Sorunlar arttıkça sana
bağlılığım azaldı. Filizkıran fırtınalarına direncim de. Hizmetler sattım,
hizmetler satın aldım. Dört yanım patates kafalarla kuşatılmıştı. Şahsi
eşyalarım çantamın içindekilerden ibaretti. Beşiğim, kafesim, saksılarım
paramparçaydı. Yerel yolculukların arefesinde alışkanlıklarımdan başka hiç
eşyam kalmamıştı. Islah resminde yaşamaya mahkumdum sanki. Doğanın vicdansız
doğası, bu dünyaya ilişkin büyük düşlerimi çalmıştı benden. Bozgunu atlatınca,
ümidi yarım yolculuğumda kötü huylar edinmeden, en ayıp sundurmalara uzandım.
Görgüsüzce yüklendim gizli sözlerin gizini çözmek için. Duymak için asla eşik
gibi oturmadım. Önümde ne varsa yetindim, masa benden fakirdi. Kapı dinlemedim
yani, şahidim vicdanım. İlkbahar yaz, sonbahar kış, dört mevsimi de zerafetle
karşıladım. Huşu içinde varoluşumu sağlayanlara, a dan ataya kadar
büyülenmişçesine dua ettim. Mevsimlerin gücünü, gülüşünü içime sindirerek hayat
direnmeyi öğrendim. Bağlandığım azalma hangi mevsimleri nasıl yaşarsa yaşasın.

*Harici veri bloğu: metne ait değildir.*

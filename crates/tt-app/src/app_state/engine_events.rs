//! Engine event draining: bridge requests, navigation and file drops.

use std::path::PathBuf;

use tt_config::schema::DaemonConfig;
use tt_host::{EngineEvent, EngineHandle};

use super::core::TorrentHostApp;
use super::services::AppServices;

impl TorrentHostApp {
    /// Take every queued engine event and act on it.
    pub(super) fn poll_engine_events(&mut self) {
        let events = match self.session.as_mut().and_then(|s| s.engine_mut()) {
            Some(engine) => engine.drain_events(),
            None => return,
        };

        for event in events {
            match event {
                EngineEvent::Message(raw) => self.handle_bridge_message(&raw),
                EngineEvent::NavigationCompleted { success } => {
                    if let Some(json) = navigation_completed(success, &self.config.daemon) {
                        self.post_to_content(&json);
                    }
                }
                EngineEvent::FilesDropped(paths) => self.add_dropped_files(paths),
            }
        }
    }

    fn handle_bridge_message(&mut self, raw: &str) {
        let Some(session) = self.session.as_mut() else {
            return;
        };
        let ready = session.is_ready();
        let mut close_requested = false;

        let response = {
            let mut services = AppServices::new(session.window_mut(), ready, &mut close_requested);
            tt_bridge::handle_raw(&mut services, raw)
        };

        if let Some(json) = response {
            self.post_to_content(&json);
        }
        if close_requested {
            self.close_ui();
        }
    }

    pub(super) fn post_to_content(&mut self, json: &str) {
        let Some(engine) = self.session.as_mut().and_then(|s| s.engine_mut()) else {
            return;
        };
        if let Err(e) = engine.post_message(json) {
            tracing::warn!(error = %e, "failed to post bridge message");
        }
    }

    fn add_dropped_files(&mut self, paths: Vec<PathBuf>) {
        let download_dir = self.last_status.as_ref().map(|s| s.download_dir.clone());
        for path in paths {
            if !is_torrent_file(&path) {
                tracing::debug!(path = %path.display(), "ignoring dropped non-torrent file");
                continue;
            }
            let path = path.to_string_lossy();
            if tt_rpc::add_torrent(&*self.rpc, &path, download_dir.as_deref()) {
                tracing::info!(path = %path, "dropped torrent added");
            }
        }
    }
}

/// The message re-sent to the page after any navigation completes,
/// successful or not: the daemon credentials as an `auth-token` event.
fn navigation_completed(success: bool, daemon: &DaemonConfig) -> Option<String> {
    tracing::debug!(success, "navigation completed");
    tt_bridge::auth_token_event(&daemon.token, &daemon.host, daemon.port).map(|e| e.to_json())
}

fn is_torrent_file(path: &std::path::Path) -> bool {
    path.extension()
        .and_then(|e| e.to_str())
        .is_some_and(|e| e.eq_ignore_ascii_case("torrent"))
}

#[cfg(test)]
mod tests {
    use super::*;
    use std::path::Path;

    fn daemon(token: &str) -> DaemonConfig {
        DaemonConfig {
            port: 9091,
            token: token.into(),
            ..Default::default()
        }
    }

    #[test]
    fn auth_token_is_pushed_after_successful_navigation() {
        let json = navigation_completed(true, &daemon("t0k")).unwrap();
        let value: serde_json::Value = serde_json::from_str(&json).unwrap();
        assert_eq!(value["type"], "event");
        assert_eq!(value["name"], "auth-token");
        assert_eq!(value["payload"]["token"], "t0k");
        assert_eq!(value["payload"]["port"], "9091");
    }

    #[test]
    fn auth_token_is_pushed_after_failed_navigation() {
        assert_eq!(
            navigation_completed(false, &daemon("t0k")),
            navigation_completed(true, &daemon("t0k"))
        );
        assert!(navigation_completed(false, &daemon("t0k")).is_some());
    }

    #[test]
    fn empty_token_is_not_pushed() {
        assert_eq!(navigation_completed(true, &daemon("")), None);
        assert_eq!(navigation_completed(false, &daemon("")), None);
    }

    #[test]
    fn torrent_extension_is_case_insensitive() {
        assert!(is_torrent_file(Path::new("C:/dl/ubuntu.torrent")));
        assert!(is_torrent_file(Path::new("/tmp/Debian.TORRENT")));
        assert!(!is_torrent_file(Path::new("/tmp/notes.txt")));
        assert!(!is_torrent_file(Path::new("/tmp/torrent")));
    }
}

Uyanış mevsimi açıldı dünyama, ayalma günlerim takip etti ayarsız duygularımı,
şaşılası biçimde rahatlamıştım. Artık pek fazla gülemesem de içim ay
aydınlıktı. Sırtıma konan tas küfesi, benimle aynı kaderi paylaşıyordu ama
hoşnuttu. Hoş, bu dingin ve farklı öyküde, meselelerden toptan sıyrılmışlık da
yok. Kimsenin kimseye bağışıklığı da yok. Uçurumdan aşağı itmeden önce tutkuyu,
dokundurmalar var sadece.
Enfarktüse yakalanmışsam, damar
sertliğim varsa, aruz vezniyle hece veznini harmanlamışsam, kolestrol oranım
yüksekse, kahve, çay molasındaysam gün boyu şekersizinden, mezun olamamışsam
hayattan, rüyalarım varsa gerçekleşmemiş, tertemiz hava şehit olmuşsa bu zalim
şehirde, anmaya gün, yazmaya günce kalmadıysa seni, Türkçe resmi dil kabul
edildiyse, her gençlik haftasında bir o kadar ihtiyarlamışsam, yerli haftasında
bir o kadar yabancıysam, en kestirme yolu söyler misiniz bana? Kırk basamakla
çıktığım teras katında ters yüzüm. Uyumak uyanmak, uyumak uyumamak istiyorum
artık, yardım eder misiniz bana? Görüyorum semada şarap renkli sevdalar. Basit
el kol hareketleriyle anlatın bana, sıra dışı müzisyenlerin çaldığı müzik
eşliğinde. Çarpıcı görüntüler ekleyin en can alıcısına varıncaya kadar, duvar
yazılarını da kullanın cezbedici. Mesajlarla tıka basa dolu mekanları da
kullanın, tuhaf tipler serpiştirin oraya buraya, nükteci kisvesine bürünmüş
kahramanlar da olsun. Ülkenin her köşesinden getirilmiş birer denek dursun
karşımda, yalnız başına yolculuğu sevenlerden birkaç adet. Sevmeye, sevilmeye
acıkmışları da unutmayın, çıplak durup ilk gün sevişmem diyenler de bulun,
mağaza vitrinlerini sadece izlemekle yetinen bir grup daha, kabuğuna çekilmiş
ama günü gelip gözünü kırpmadan kıracak bir kız, bir oğlan.
Daha ne olsun, bulun işte
bulabildiğiniz kadar. Siz anlatmayı bırakın sonra. Onlar bana doğaçlamalarla
anlatırlar. Biraz sohbet çekiyor canım. Yolu bir yerde bir şekilde
kesişeceklerin ihaneti yada intikamı deyin veya ne derseniz deyin çekilin.
Minik ressam, boya bakalım sevgiyi ne renk istersen. Ödün kopuyor fırçalarından.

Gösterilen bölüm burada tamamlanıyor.